Published online by Cambridge University Press: 15 December 2009
The situation is, therefore, that the internist believes he can diagnose heart disease in life but can only state in a general way the patient's chance under operation; while the surgeon may deny this ability to discover heart disease while the patient is alive, but confidently makes such a diagnosis if the patient dies.
H. B. Sprague, 1929If this has a familiar ring then you should read on. Whilst this statement was made in 1929, the modern translation would still represent the feelings of many people today. One group would believe the first part and one group the second part. The true sceptic would of course believe both.

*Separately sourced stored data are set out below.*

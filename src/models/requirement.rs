//! Placement requirements and fixed seats.
//!
//! Hard constraints a seating must try to satisfy:
//! must-together sets, must-separate sets, and fixed (group, seat) pins.

use serde::{Deserialize, Serialize};
use std::collections::BTreeMap;

use super::{PersonId, Roster};
use crate::error::{FixedPositionError, RequirementError};

/// A co-location requirement over a set of people.
///
/// Sets may overlap across requirements; nothing is deduplicated.
#[derive(Debug, Clone, PartialEq, Eq, Serialize, Deserialize)]
pub enum Requirement {
    /// All listed people end up in the same group.
    MustTogether(Vec<PersonId>),
    /// No two listed people end up in the same group.
    MustSeparate(Vec<PersonId>),
}

impl Requirement {
    /// Members of the requirement, in input order.
    pub fn members(&self) -> &[PersonId] {
        match self {
            Self::MustTogether(ids) | Self::MustSeparate(ids) => ids,
        }
    }

    /// Short human-readable kind.
    pub fn kind(&self) -> &'static str {
        match self {
            Self::MustTogether(_) => "must-together",
            Self::MustSeparate(_) => "must-separate",
        }
    }
}

/// Ordered must-together and must-separate requirements.
#[derive(Debug, Clone, Default, PartialEq, Eq, Serialize, Deserialize)]
pub struct ConstraintSet {
    requirements: Vec<Requirement>,
}

impl ConstraintSet {
    /// Creates an empty constraint set.
    pub fn new() -> Self {
        Self::default()
    }

    /// Builder: adds a must-together requirement.
    pub fn with_together(mut self, ids: Vec<PersonId>) -> Self {
        self.requirements.push(Requirement::MustTogether(ids));
        self
    }

    /// Builder: adds a must-separate requirement.
    pub fn with_separate(mut self, ids: Vec<PersonId>) -> Self {
        self.requirements.push(Requirement::MustSeparate(ids));
        self
    }

    /// Adds a requirement.
    pub fn push(&mut self, requirement: Requirement) {
        self.requirements.push(requirement);
    }

    /// Removes and returns the requirement at `index`.
    pub fn remove(&mut self, index: usize) -> Option<Requirement> {
        if index < self.requirements.len() {
            Some(self.requirements.remove(index))
        } else {
            None
        }
    }

    /// Resolves names against the roster and adds a must-together requirement.
    pub fn add_must_together_by_names<S: AsRef<str>>(
        &mut self,
        roster: &Roster,
        names: &[S],
    ) -> Result<(), RequirementError> {
        let ids = resolve_names(roster, names)?;
        self.requirements.push(Requirement::MustTogether(ids));
        Ok(())
    }

    /// Resolves names against the roster and adds a must-separate requirement.
    pub fn add_must_separate_by_names<S: AsRef<str>>(
        &mut self,
        roster: &Roster,
        names: &[S],
    ) -> Result<(), RequirementError> {
        let ids = resolve_names(roster, names)?;
        self.requirements.push(Requirement::MustSeparate(ids));
        Ok(())
    }

    /// All requirements in insertion order.
    pub fn requirements(&self) -> &[Requirement] {
        &self.requirements
    }

    /// Must-together member lists, in order.
    pub fn must_together(&self) -> impl Iterator<Item = &[PersonId]> {
        self.requirements.iter().filter_map(|r| match r {
            Requirement::MustTogether(ids) => Some(ids.as_slice()),
            Requirement::MustSeparate(_) => None,
        })
    }

    /// Must-separate member lists, in order.
    pub fn must_separate(&self) -> impl Iterator<Item = &[PersonId]> {
        self.requirements.iter().filter_map(|r| match r {
            Requirement::MustSeparate(ids) => Some(ids.as_slice()),
            Requirement::MustTogether(_) => None,
        })
    }

    /// Number of requirements.
    pub fn len(&self) -> usize {
        self.requirements.len()
    }

    /// Whether there are no requirements.
    pub fn is_empty(&self) -> bool {
        self.requirements.is_empty()
    }
}

fn resolve_names<S: AsRef<str>>(
    roster: &Roster,
    names: &[S],
) -> Result<Vec<PersonId>, RequirementError> {
    let mut ids = Vec::with_capacity(names.len());
    let mut unknown = Vec::new();
    for name in names {
        let name = name.as_ref().trim();
        if name.contains(',') || name.contains(';') {
            return Err(RequirementError::InvalidName(name.to_string()));
        }
        match roster.id_of(name) {
            Some(id) => ids.push(id),
            None => unknown.push(name.to_string()),
        }
    }
    if !unknown.is_empty() {
        return Err(RequirementError::UnknownNames(unknown));
    }
    if ids.len() < 2 {
        return Err(RequirementError::TooFewMembers(ids.len()));
    }
    Ok(ids)
}

/// A pinned seat. Both numbers are 1-based.
#[derive(Debug, Clone, Copy, PartialEq, Eq, Hash, Serialize, Deserialize)]
pub struct FixedPosition {
    /// Configured group number.
    pub group: usize,
    /// Seat number within the group.
    pub seat: usize,
}

impl FixedPosition {
    pub fn new(group: usize, seat: usize) -> Self {
        Self { group, seat }
    }
}

/// Fixed seats keyed by person.
///
/// At most one person may be pinned to any (group, seat).
#[derive(Debug, Clone, Default, PartialEq, Eq, Serialize, Deserialize)]
pub struct FixedPositions {
    entries: BTreeMap<PersonId, FixedPosition>,
}

impl FixedPositions {
    /// Creates an empty map.
    pub fn new() -> Self {
        Self::default()
    }

    /// Pins `person` to `position`.
    ///
    /// Returns the person's previous pin, if any. Fails if the seat is
    /// already pinned to someone else or a number is zero.
    pub fn insert(
        &mut self,
        person: PersonId,
        position: FixedPosition,
    ) -> Result<Option<FixedPosition>, FixedPositionError> {
        if position.group == 0 || position.seat == 0 {
            return Err(FixedPositionError::ZeroIndex);
        }
        if let Some((&holder, _)) = self
            .entries
            .iter()
            .find(|&(&p, &pos)| p != person && pos == position)
        {
            return Err(FixedPositionError::SeatTaken {
                group: position.group,
                seat: position.seat,
                holder,
            });
        }
        Ok(self.entries.insert(person, position))
    }

    /// Builder variant of [`insert`](Self::insert).
    pub fn with(
        mut self,
        person: PersonId,
        group: usize,
        seat: usize,
    ) -> Result<Self, FixedPositionError> {
        self.insert(person, FixedPosition::new(group, seat))?;
        Ok(self)
    }

    /// Removes a pin.
    pub fn remove(&mut self, person: PersonId) -> Option<FixedPosition> {
        self.entries.remove(&person)
    }

    /// Removes every pin.
    pub fn clear(&mut self) {
        self.entries.clear();
    }

    /// Pin of a person.
    pub fn get(&self, person: PersonId) -> Option<FixedPosition> {
        self.entries.get(&person).copied()
    }

    /// Whether a person is pinned.
    pub fn contains(&self, person: PersonId) -> bool {
        self.entries.contains_key(&person)
    }

    /// Entries in ascending person order.
    pub fn iter(&self) -> impl Iterator<Item = (PersonId, FixedPosition)> + '_ {
        self.entries.iter().map(|(&p, &pos)| (p, pos))
    }

    /// Entries sorted by group number; ties keep person order.
    pub fn by_group(&self) -> Vec<(PersonId, FixedPosition)> {
        let mut entries: Vec<_> = self.iter().collect();
        entries.sort_by_key(|(_, pos)| pos.group);
        entries
    }

    /// Number of pins.
    pub fn len(&self) -> usize {
        self.entries.len()
    }

    /// Whether there are no pins.
    pub fn is_empty(&self) -> bool {
        self.entries.is_empty()
    }
}

#[cfg(test)]
mod tests {
    use super::*;

    fn roster() -> Roster {
        Roster::new(
            vec!["Ari".into(), "Ben".into()],
            vec!["Cleo".into(), "Dana".into()],
        )
    }

    #[test]
    fn test_requirement_members() {
        let r = Requirement::MustSeparate(vec![5, 6]);
        assert_eq!(r.members(), &[5, 6]);
        assert_eq!(r.kind(), "must-separate");
    }

    #[test]
    fn test_constraint_set_order() {
        let c = ConstraintSet::new()
            .with_together(vec![1, 2])
            .with_separate(vec![3, 4])
            .with_together(vec![2, 3]);
        assert_eq!(c.len(), 3);
        let together: Vec<_> = c.must_together().collect();
        assert_eq!(together, vec![&[1, 2][..], &[2, 3][..]]);
        assert_eq!(c.must_separate().count(), 1);
    }

    #[test]
    fn test_remove_requirement() {
        let mut c = ConstraintSet::new().with_together(vec![1, 2]);
        assert_eq!(c.remove(3), None);
        assert_eq!(c.remove(0), Some(Requirement::MustTogether(vec![1, 2])));
        assert!(c.is_empty());
    }

    #[test]
    fn test_add_by_names() {
        let r = roster();
        let mut c = ConstraintSet::new();
        c.add_must_together_by_names(&r, &["Ari", " Dana "]).unwrap();
        assert_eq!(c.requirements()[0], Requirement::MustTogether(vec![1, 4]));

        let err = c.add_must_separate_by_names(&r, &["Ari", "Zed", "Yan"]);
        assert_eq!(
            err,
            Err(RequirementError::UnknownNames(vec!["Zed".into(), "Yan".into()]))
        );

        let err = c.add_must_separate_by_names(&r, &["Ben"]);
        assert_eq!(err, Err(RequirementError::TooFewMembers(1)));

        let err = c.add_must_separate_by_names(&r, &["Ben,Cleo"]);
        assert!(matches!(err, Err(RequirementError::InvalidName(_))));
        assert_eq!(c.len(), 1);
    }

    #[test]
    fn test_fixed_insert_and_replace() {
        let mut f = FixedPositions::new();
        assert_eq!(f.insert(1, FixedPosition::new(1, 1)), Ok(None));
        assert_eq!(
            f.insert(1, FixedPosition::new(2, 3)),
            Ok(Some(FixedPosition::new(1, 1)))
        );
        assert_eq!(f.get(1), Some(FixedPosition::new(2, 3)));
        assert_eq!(f.len(), 1);
    }

    #[test]
    fn test_fixed_seat_taken() {
        let mut f = FixedPositions::new().with(1, 1, 1).unwrap();
        let err = f.insert(2, FixedPosition::new(1, 1));
        assert_eq!(
            err,
            Err(FixedPositionError::SeatTaken {
                group: 1,
                seat: 1,
                holder: 1
            })
        );
        assert_eq!(
            f.insert(2, FixedPosition::new(0, 1)),
            Err(FixedPositionError::ZeroIndex)
        );
    }

    #[test]
    fn test_fixed_by_group() {
        let f = FixedPositions::new()
            .with(1, 3, 1)
            .and_then(|f| f.with(2, 1, 2))
            .and_then(|f| f.with(3, 1, 1))
            .unwrap();
        let order: Vec<_> = f.by_group().into_iter().map(|(p, _)| p).collect();
        assert_eq!(order, vec![2, 3, 1]);
    }
}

By virtue of the fact that the anaesthesia literature contains numerous articles discussing the best approach for preoperative assessment of major non-cardiac surgery with many urging caution and a rethink of the problem, it is clear that the problem has not yet been solved! For example, some authors strongly recommend perioperative beta-blockade and others are not so sure. A recent systematic review, with meta-analyses, goes further and concludes that there is insufficient evidence to recommend perioperative beta-blockade in any type of surgery for the prevention of death, myocardial infarction or stroke. How can there be such diversity of opinion with no resolution of such a common and serious problem? We believe that the reason for this is that too much attention has been focused on myocardial ischaemia as a risk factor.